2013 reading review!

2013 in books!  This is long.  I also proceeded in the order in which I read these books, instead of trying to make some sort of arbitrary order …  Also, there are more quotes in here than in previous years (here are 2011 and 2012).

First Book Read in 2013:  Alice Munro, Hateship, Friendship, Courtship, Loveship, Marriage

Wrote in my book journal:  “Munro is less about writing/prose than she is about a certain tone/mood she captures. […]  Munro is so fabulous at creating a whole, lived-in world, even in the frame of a short story.”

Favorite stories were “Family Furnishings,” “Nettles,” and “What Is Remembered.”

It seemed to her that this was the first time ever that she had participated in a kiss that was an event in itself.  The whole story, all by itself.  A tender prologue, an efficient pressure, a wholehearted probing and receiving, a lingering thanks, and a drawing away satisfied.
-  “Floating Bridge” (84)

One of My Favorite Passages Was From Murakami’s South of the Border, West of the Sun:

Yukiko, I love you very much.  I loved you from the first day I met you, and I still feel the same.  If I hadn’t met you, my life would have been unbearable.  For that I am grateful beyond words.  Yet here I am, hurting you.  Because I’m a selfish, worthless human being.  For no apparent reason, I hurt the people around me and end up hurting myself.  Ruining someone else’s life and my own.  Not because I like to.  But that’s how it ends up.  (207)

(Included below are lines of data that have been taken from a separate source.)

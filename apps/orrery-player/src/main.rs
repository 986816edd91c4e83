use std::path::PathBuf;

use clap::{Parser, Subcommand};
use glam::Vec3;
use orrery_engine::{play, HeadlessWindow, PlayerConfig};
use orrery_input::Action;
use orrery_render::TraceDevice;
use orrery_resources::{MAX_CUBE_MAP, MAX_MESH, MAX_TEXTURE};
use orrery_sim::{Body, Scene};
use tracing_subscriber::EnvFilter;

#[derive(Parser)]
#[command(name = "orrery-player", about = "Solar-system scene player")]
struct Cli {
    /// Enable verbose logging
    #[arg(short, long)]
    verbose: bool,

    #[command(subcommand)]
    command: Commands,
}

#[derive(Subcommand)]
enum Commands {
    /// Print player version and scene info
    Info,
    /// Run the frame loop against the recording backend
    Play {
        /// Number of frames to run before shutting down
        #[arg(short, long, default_value = "120")]
        frames: u64,
        /// Path to a JSON player config
        #[arg(short, long)]
        config: Option<PathBuf>,
    },
    /// Evaluate body positions at a given simulated time
    Probe {
        /// Simulated seconds since playback start
        #[arg(short, long, default_value = "0")]
        time: f32,
    },
}

fn main() -> anyhow::Result<()> {
    let cli = Cli::parse();

    let filter = if cli.verbose { "debug" } else { "info" };
    tracing_subscriber::fmt()
        .with_env_filter(EnvFilter::new(filter))
        .init();

    match cli.command {
        Commands::Info => {
            println!("orrery-player v{}", env!("CARGO_PKG_VERSION"));
            let config = PlayerConfig::default();
            println!(
                "window: {}x{} \"{}\"",
                config.window.width, config.window.height, config.window.title
            );
            println!(
                "registry capacities: textures={MAX_TEXTURE}, cube maps={MAX_CUBE_MAP}, meshes={MAX_MESH}"
            );
            for action in Action::ALL {
                println!("{:?} -> {action:?}", action.key());
            }
            for body in [Body::Comet, Body::Planet, Body::Moon, Body::Probe, Body::Sun] {
                let start = Scene::body_position(body, 0.0);
                println!(
                    "{body:?}: start={start}, distance={:.2}",
                    start.distance(Vec3::ZERO)
                );
            }
        }
        Commands::Play { frames, config } => {
            let config = match config {
                Some(path) => PlayerConfig::load(&path)?,
                None => PlayerConfig::default(),
            };
            let playback = play(
                HeadlessWindow::with_budget(frames),
                TraceDevice::new(),
                &config,
            )?;
            tracing::debug!(
                frames = playback.frames,
                submissions = playback.device.submissions().len(),
                "playback complete"
            );
            println!(
                "Played {} frames, {} draw submissions, zero leaked allocations",
                playback.frames,
                playback.device.submissions().len()
            );
        }
        Commands::Probe { time } => {
            for body in [Body::Comet, Body::Planet, Body::Moon, Body::Probe, Body::Sun] {
                let pos = Scene::body_position(body, time);
                println!("{body:?} @ t={time}: {pos}");
            }
        }
    }

    Ok(())
}
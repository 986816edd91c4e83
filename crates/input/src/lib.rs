//! Key table and edge-triggered action mapping.
//!
//! The window collaborator exposes a level-triggered boolean table: true
//! while a key is held. Edge detection is this crate's responsibility -- a
//! toggle must fire once per press, not once per tick held down.
//!
//! # Invariants
//! - An action fires only on the rising edge of its key.
//! - The binding from key to action is fixed.

pub mod action;

pub use action::{Action, EdgeDetector, Key, KeyTable};
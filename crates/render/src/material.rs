use orrery_resources::TextureId;
use serde::{Deserialize, Serialize};

/// Per-draw shading parameters.
///
/// A value type constructed fresh per draw call. `texture` is a weak
/// reference into the registry's texture table, never an owner.
#[derive(Debug, Clone, Copy, PartialEq, Serialize, Deserialize)]
pub struct Material {
    pub emission: f32,
    pub shininess: f32,
    pub specular_amp: f32,
    pub texture: TextureId,
}

impl Material {
    /// A lit surface with default highlight parameters.
    pub fn lit(texture: TextureId) -> Self {
        Self {
            emission: 0.0,
            shininess: 32.0,
            specular_amp: 0.5,
            texture,
        }
    }

    /// A self-lit surface; highlights are irrelevant at full emission.
    pub fn emissive(texture: TextureId, emission: f32) -> Self {
        Self {
            emission,
            shininess: 0.0,
            specular_amp: 0.0,
            texture,
        }
    }
}
/// The keys the player reacts to.
#[derive(Debug, Clone, Copy, PartialEq, Eq)]
#[repr(usize)]
pub enum Key {
    Space,
    Escape,
    F11,
    Digit1,
    Digit2,
    Digit3,
    KeyF,
}

impl Key {
    pub const COUNT: usize = 7;

    pub const ALL: [Key; Self::COUNT] = [
        Key::Space,
        Key::Escape,
        Key::F11,
        Key::Digit1,
        Key::Digit2,
        Key::Digit3,
        Key::KeyF,
    ];
}

/// Level-triggered key state: true while the key is held.
///
/// Owned by the window collaborator; the driver only reads it.
#[derive(Debug, Clone, Copy, Default, PartialEq, Eq)]
pub struct KeyTable {
    pressed: [bool; Key::COUNT],
}

impl KeyTable {
    pub fn set(&mut self, key: Key, down: bool) {
        self.pressed[key as usize] = down;
    }

    pub fn is_pressed(&self, key: Key) -> bool {
        self.pressed[key as usize]
    }
}

/// A discrete control the driver evaluates once per tick.
#[derive(Debug, Clone, Copy, PartialEq, Eq)]
pub enum Action {
    /// Pause or resume animation.
    TogglePlayback,
    /// End the frame loop.
    Quit,
    /// Delegate a fullscreen toggle to the window.
    ToggleFullscreen,
    /// Decrease the time-scale factor by one step.
    SlowTime,
    /// Increase the time-scale factor by one step.
    HastenTime,
    /// Restore the time-scale factor to 1.
    ResetTimeScale,
    /// Toggle the follow camera.
    ToggleFollow,
}

impl Action {
    /// The fixed key binding.
    pub fn key(self) -> Key {
        match self {
            Action::TogglePlayback => Key::Space,
            Action::Quit => Key::Escape,
            Action::ToggleFullscreen => Key::F11,
            Action::SlowTime => Key::Digit1,
            Action::HastenTime => Key::Digit2,
            Action::ResetTimeScale => Key::Digit3,
            Action::ToggleFollow => Key::KeyF,
        }
    }

    pub const ALL: [Action; 7] = [
        Action::TogglePlayback,
        Action::Quit,
        Action::ToggleFullscreen,
        Action::SlowTime,
        Action::HastenTime,
        Action::ResetTimeScale,
        Action::ToggleFollow,
    ];
}

/// Turns the held-key table into once-per-press action firing.
///
/// Keeps the previous tick's table; an action fires only when its key is
/// down now and was up last tick.
#[derive(Debug, Clone, Copy, Default)]
pub struct EdgeDetector {
    previous: KeyTable,
}

impl EdgeDetector {
    pub fn new() -> Self {
        Self::default()
    }

    /// Whether `action`'s key went down this tick.
    pub fn fired(&self, current: &KeyTable, action: Action) -> bool {
        let key = action.key();
        current.is_pressed(key) && !self.previous.is_pressed(key)
    }

    /// Retire the tick: the current table becomes the comparison baseline.
    /// Call exactly once per tick, after all actions have been evaluated.
    pub fn retire(&mut self, current: &KeyTable) {
        self.previous = *current;
    }
}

blogged about this earlier this year, and to quote myself (har):  “This is such a great summation of what it means to be human, I think.  We don’t mean to hurt people or do wrong, but it can’t be helped because we’re human.  We’re imperfect and sinful and selfish, hopeless, worthless, &c, and the most we can do is the best we can — all we can do is try and recognize that we will fail, but, then, we get up and try again — so, in the end, I did appreciate Hajime’s struggle throughout the novel and how he came out from it.”

(I generally enjoyed this book; it felt more solid and less other-worldly than his other books.) 

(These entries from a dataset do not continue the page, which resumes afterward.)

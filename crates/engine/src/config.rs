use serde::{Deserialize, Serialize};
use std::path::Path;

/// Window parameters handed to the window collaborator at startup.
#[derive(Debug, Clone, PartialEq, Serialize, Deserialize)]
pub struct WindowConfig {
    pub title: String,
    pub width: u32,
    pub height: u32,
    pub fullscreen: bool,
    pub vsync: bool,
}

impl Default for WindowConfig {
    fn default() -> Self {
        Self {
            title: "Solar System".into(),
            width: 800,
            height: 600,
            fullscreen: false,
            vsync: false,
        }
    }
}

impl WindowConfig {
    pub fn aspect(&self) -> f32 {
        self.width as f32 / self.height.max(1) as f32
    }
}

/// Player configuration, loadable from a JSON file.
#[derive(Debug, Clone, PartialEq, Default, Serialize, Deserialize)]
pub struct PlayerConfig {
    pub window: WindowConfig,
    #[serde(default)]
    pub clear_color: [f32; 3],
}

/// Errors from configuration load/save.
#[derive(Debug, thiserror::Error)]
pub enum ConfigError {
    #[error("IO error: {0}")]
    Io(#[from] std::io::Error),
    #[error("JSON error: {0}")]
    Json(#[from] serde_json::Error),
}

impl PlayerConfig {
    /// Load a configuration from a JSON file.
    pub fn load(path: impl AsRef<Path>) -> Result<Self, ConfigError> {
        let file = std::fs::File::open(path)?;
        Ok(serde_json::from_reader(file)?)
    }

    /// Save the configuration as pretty-printed JSON.
    pub fn save(&self, path: impl AsRef<Path>) -> Result<(), ConfigError> {
        let file = std::fs::File::create(path)?;
        serde_json::to_writer_pretty(file, self)?;
        Ok(())
    }
}
use glam::Vec3;
use serde::{Deserialize, Serialize};

/// Opaque GPU object handle as issued by the graphics driver.
///
/// The registry records these; it never interprets them.
pub type RawHandle = u32;

/// Spatial transform: position, per-axis Euler rotation (radians), scale.
///
/// Rotation is stored as elemental angles rather than a quaternion because
/// every consumer composes it as X, then Y, then Z.
#[derive(Debug, Clone, Copy, PartialEq, Serialize, Deserialize)]
pub struct Transform {
    pub position: Vec3,
    pub rotation: Vec3,
    pub scale: Vec3,
}

impl Default for Transform {
    fn default() -> Self {
        Self {
            position: Vec3::ZERO,
            rotation: Vec3::ZERO,
            scale: Vec3::ONE,
        }
    }
}

impl Transform {
    /// Transform at a position with identity rotation and unit scale.
    pub fn at(position: Vec3) -> Self {
        Self {
            position,
            ..Self::default()
        }
    }
}

#[cfg(test)]
mod tests {
    use super::*;

    #[test]
    fn transform_default_is_identity() {
        let t = Transform::default();
        assert_eq!(t.position, Vec3::ZERO);
        assert_eq!(t.rotation, Vec3::ZERO);
        assert_eq!(t.scale, Vec3::ONE);
    }

    #[test]
    fn transform_at_keeps_unit_scale() {
        let t = Transform::at(Vec3::new(1.0, 2.0, 3.0));
        assert_eq!(t.position, Vec3::new(1.0, 2.0, 3.0));
        assert_eq!(t.scale, Vec3::ONE);
    }
}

Author of the Year:  Banana Yoshimoto

2013 was the year I read Banana Yoshimoto.  I wanted to finish all her books (that have been translated into English) this year, but I’m still working on Amrita, so, unfortunately, I can’t say I quite accomplished that goal, but I got pretty damn close!  Amrita is surprisingly long (for Yoshimoto), and, because it’s my last of her books, I’m taking it a little slower.  Or, you know, I’ve picked up three other books while reading Amrita, so …

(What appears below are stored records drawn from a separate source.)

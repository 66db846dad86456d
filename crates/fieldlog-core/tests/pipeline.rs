//! End-to-end tests: inputs through decorators, classification, a renderer
//! and a sink. None of these touch the process-wide registry.

use std::sync::Arc;

use chrono::TimeZone;
use fieldlog_core::{
    classify, ecs, emit, with_fields, with_name, with_time, ConsoleLogger, Field, FieldValue,
    Format, LogConfig, Loggable, MemorySink, SharedLogger,
};

fn console(format: Format) -> (SharedLogger, Arc<MemorySink>) {
    let sink = Arc::new(MemorySink::new());
    let logger: SharedLogger = Arc::new(ConsoleLogger::with_format(format).with_sink(sink.clone()));
    (logger, sink)
}

fn connection_refused() -> std::io::Error {
    std::io::Error::new(std::io::ErrorKind::ConnectionRefused, "connection refused")
}

// ============================================================================
// Classification
// ============================================================================

#[test]
fn test_classify_mixed_inputs() {
    let err = connection_refused();
    let fields = classify(fieldlog_core::loggables![
        "info",
        "opening connection",
        "http://x",
        Loggable::error(&err),
    ]);

    assert_eq!(
        fields,
        vec![
            Field::new("log.level", "info"),
            Field::new("message", "opening connection"),
            Field::new("url.path", "http://x"),
            Field::new("error.message", "connection refused"),
            Field::new("error.type", "std::io::error::Error"),
        ]
    );
}

#[test]
fn test_convention_fields_pass_through_classify() {
    let fields = vec![
        ecs::logger("app.db"),
        ecs::labels([("region", "eu")]),
        ecs::tags(["slow"]),
        ecs::server_address("db.internal"),
        ecs::server_port(5432),
        ecs::fatal(),
    ];
    let classified = classify(fields.iter().cloned().map(Loggable::from));
    assert_eq!(classified, fields);
}

#[test]
fn test_classify_time_and_lazy() {
    let time = chrono::Utc.with_ymd_and_hms(2020, 11, 20, 10, 54, 11).unwrap();
    let fields = classify(vec![
        Loggable::from(time),
        Loggable::lazy(|| ecs::server_domain("example.org")),
    ]);

    assert_eq!(fields[0], Field::new("@timestamp", "2020-11-20T10:54:11Z"));
    assert_eq!(fields[1], Field::new("server.domain", "example.org"));
}

// ============================================================================
// Rendering through a logger
// ============================================================================

#[test]
fn test_plain_pipeline() {
    let (root, sink) = console(Format::Plain);
    let logger = with_name(root, "api");

    emit!(logger, "info", "opening connection", "http://x", Loggable::error(&connection_refused()));

    assert_eq!(
        sink.take(),
        vec!["api info opening connection http://x connection refused std::io::error::Error"]
    );
}

#[test]
fn test_colored_pipeline() {
    let (root, sink) = console(Format::Colored);
    let logger = with_name(root, "api");

    emit!(logger, "warn", "retrying");

    assert_eq!(
        sink.take(),
        vec!["api \x1b[33mWARN\x1b[0m \x1b[33mretrying\x1b[0m"]
    );
}

#[test]
fn test_structured_pipeline() {
    let (root, sink) = console(Format::Structured);
    let logger = with_fields(
        with_name(with_name(root, "api"), "v1"),
        vec![ecs::server_port(8080)],
    );

    emit!(
        logger,
        ecs::error(),
        "bind failed",
        "retry later",
        Loggable::error(&connection_refused())
    );

    let lines = sink.take();
    assert_eq!(lines.len(), 1);
    let json: serde_json::Value = serde_json::from_str(&lines[0]).unwrap();
    assert_eq!(
        json,
        serde_json::json!({
            "server.port": 8080,
            "log.logger": "api.v1",
            "log.level": "error",
            "message": "bind failed retry later",
            "error.message": "connection refused",
            "error.type": "std::io::error::Error",
        })
    );
}

#[test]
fn test_error_string_is_not_a_level_token() {
    let (logger, sink) = console(Format::Structured);

    emit!(logger, "error", "bind failed");

    let json: serde_json::Value = serde_json::from_str(&sink.take()[0]).unwrap();
    assert_eq!(json, serde_json::json!({"message": "error bind failed"}));
}

#[test]
fn test_structured_fallback_on_unserializable_value() {
    let (logger, sink) = console(Format::Structured);

    emit!(logger, "info", Field::new("ratio", f64::NAN));

    let lines = sink.take();
    assert_eq!(lines.len(), 1);
    assert!(lines[0].starts_with("unable to marshal fields to json: "));
    assert!(lines[0].contains("ratio"));
}

#[test]
fn test_timed_structured_line_has_timestamp() {
    let (root, sink) = console(Format::Structured);
    let logger = with_time(root);

    emit!(logger, "debug", "tick");

    let json: serde_json::Value = serde_json::from_str(&sink.take()[0]).unwrap();
    let stamp = json["@timestamp"].as_str().unwrap();
    assert!(chrono::DateTime::parse_from_rfc3339(stamp).is_ok());
    assert_eq!(json["log.level"], "debug");
}

#[test]
fn test_nested_values_render() {
    let (logger, sink) = console(Format::Plain);
    let mut inner = std::collections::BTreeMap::new();
    inner.insert("b".to_string(), FieldValue::from(vec![1i64, 2]));

    emit!(logger, Field::new("a", inner), Field::new("none", FieldValue::Nil));

    assert_eq!(sink.take(), vec!["map[b:[1 2]] <nil>"]);
}

// ============================================================================
// Configuration
// ============================================================================

#[test]
fn test_config_builds_full_chain() {
    let sink = Arc::new(MemorySink::new());
    let logger = LogConfig::new()
        .with_format(Format::Plain)
        .with_name("worker")
        .with_field(ecs::tags(["batch"]))
        .with_sink(sink.clone())
        .build();

    emit!(logger, "info", "done");

    assert_eq!(logger_name(&logger), Some("worker".to_string()));
    assert_eq!(sink.take(), vec!["worker [batch] info done"]);
}

#[test]
fn test_config_from_env_vars() {
    let config = LogConfig::from_env_in([
        ("APP_ENV", "staging"),
        ("FIELDLOG_TIMESTAMPS", "1"),
    ]);
    // no override: the logger follows the process-wide default
    assert_eq!(config.format(), None);
    assert!(config.timestamps());

    let config = LogConfig::from_env_in([
        ("APP_ENV", "staging"),
        ("FIELDLOG_FORMAT", "json"),
    ]);
    assert_eq!(config.format(), Some(Format::Structured));
    assert!(!config.timestamps());
}

fn logger_name(logger: &SharedLogger) -> Option<String> {
    use fieldlog_core::Logger as _;
    logger.name().map(str::to_string)
}
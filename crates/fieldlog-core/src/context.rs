//! Binding loggers to request-scoped contexts.
//!
//! Two carriers are offered:
//! - [`Context`], an explicit value passed along call chains
//! - a task-local scope ([`scope`] / [`current`]) for async request handlers
//!
//! Lookups never fail: without a bound logger they return
//! [`registry::default_logger`].

use std::fmt;
use std::future::Future;

use crate::logger::SharedLogger;
use crate::registry;

tokio::task_local! {
    static CURRENT: SharedLogger;
}

/// Immutable request context carrying an optional logger.
#[derive(Clone, Default)]
pub struct Context {
    logger: Option<SharedLogger>,
}

impl Context {
    pub fn new() -> Self {
        Self::default()
    }

    pub fn logger(&self) -> Option<&SharedLogger> {
        self.logger.as_ref()
    }
}

impl fmt::Debug for Context {
    fn fmt(&self, f: &mut fmt::Formatter<'_>) -> fmt::Result {
        f.debug_struct("Context")
            .field("logger", &self.logger.as_ref().and_then(|l| l.name()))
            .finish()
    }
}

/// Derive a context from `ctx` (or an empty one) with `logger` bound.
pub fn with_logger(ctx: Option<&Context>, logger: SharedLogger) -> Context {
    let mut next = ctx.cloned().unwrap_or_default();
    next.logger = Some(logger);
    next
}

/// The logger bound to `ctx`, or a fresh default logger if there is none.
pub fn from_context(ctx: Option<&Context>) -> SharedLogger {
    ctx.and_then(|c| c.logger.clone())
        .unwrap_or_else(registry::default_logger)
}

/// Run `f` with `logger` as the task's current logger.
pub async fn scope<F>(logger: SharedLogger, f: F) -> F::Output
where
    F: Future,
{
    CURRENT.scope(logger, f).await
}

/// The current task's logger, or a fresh default logger outside [`scope`].
pub fn current() -> SharedLogger {
    CURRENT
        .try_with(|logger| logger.clone())
        .unwrap_or_else(|_| registry::default_logger())
}

#[cfg(test)]
mod tests {
    use super::*;
    use crate::logger::{logger_fn, with_name};
    use std::sync::Arc;

    fn named(name: &str) -> SharedLogger {
        with_name(logger_fn(|_| {}), name)
    }

    #[test]
    fn test_bind_and_lookup() {
        let ctx = with_logger(None, named("request"));
        assert_eq!(from_context(Some(&ctx)).name(), Some("request"));
    }

    #[test]
    fn test_binding_does_not_change_parent_context() {
        let parent = with_logger(None, named("parent"));
        let child = with_logger(Some(&parent), named("child"));

        assert_eq!(from_context(Some(&parent)).name(), Some("parent"));
        assert_eq!(from_context(Some(&child)).name(), Some("child"));
    }

    #[test]
    fn test_lookup_returns_bound_instance() {
        let logger = named("same");
        let ctx = with_logger(Some(&Context::new()), logger.clone());
        assert!(Arc::ptr_eq(&from_context(Some(&ctx)), &logger));
    }

    #[test]
    fn test_empty_context_falls_back() {
        assert!(Context::new().logger().is_none());
        // the default logger is unnamed
        assert_eq!(from_context(Some(&Context::new())).name(), None);
        assert_eq!(from_context(None).name(), None);
    }

    #[tokio::test]
    async fn test_task_local_scope() {
        let name = scope(named("task"), async { current().name().map(str::to_string) }).await;
        assert_eq!(name.as_deref(), Some("task"));
        assert_eq!(current().name(), None);
    }
}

Yoshimoto reminds me a lot of Murakami, in that I don’t necessarily find myself that engrossed in their stories/worlds/characters but I’m intrigued enough to keep reading.  And, clearly, I’ve been intrigued enough by Yoshimoto to plow through her backlist, so I’d say that probably says enough in an of itself?

(Favorite Banana Yoshimoto:  Goodbye Tsugumi

I really enjoyed the dynamic between the narrator and Tsugumi in this, and Tsugumi, particularly, cracked me up, her and her digging a hole especially, and I liked the little bits of thoughtful wisdom placed throughout the book.  In general, Goodbye Tsugumi felt very warm and tangible and genuine to me, and, in turn, I felt warm and comforted by it.  That’s generally one thing I love about books personally — they give back as much as I invest into them.

A passage:

Each one of us continues to carry the heart of each self we’ve ever been, of every stage along the way, and a chaos of everything good and rotten.  And we have to carry this weight all alone, through each day that we live.  We try to be as nice as we can to the people we love, but we alone support the weight of ourselves.  (39)

My second favourite Banana Yoshimoto would be The Lake.)

(Favorite Quote from a Banana Yoshimoto is from “Helix” in Lizard:

“Even when I have crushes on other men, I always see you in the curve of their eyebrows.”  (64)

I think that is so bloody fantastic.)

Biggest Disappointment:  Elizabeth Winder, Pain, Parties, Work:  Sylvia Plath in New York, Summer 1953

This could have been great.  Seriously.  The author had a lot of interviews to cull from, and, had it been written better (or maybe even researched better?  I can’t tell), this could have been pretty damn awesome.  Instead, we got a very superficial, surface-skimming book with a lot of quotations and stated facts, and that was that.

I did like this, though:

What strange anxiety did this all trigger in Sylvia?  The precarious nature of her own happiness, the instability of character, persona, identity, even affection.  The instability of identity — how we are seen only one dimension at a time.  Cryilly saw a kindred bluestocking.  Laurie Glazer saw a cultivated beauty.  Ann Burnside saw a caviar-stuffing barbarian.  How we are labeled for our glamour — or lack of it.  That French perfumes were far more important than she even imagined (and Sylvia never doubted their importance).  That if you stand still for a moment the world keeps moving, that sometimes no head will turn despite shiny hair and freshly applied lipstick.  That many of your peers will want less than you, and that you will envy them for that.  (203)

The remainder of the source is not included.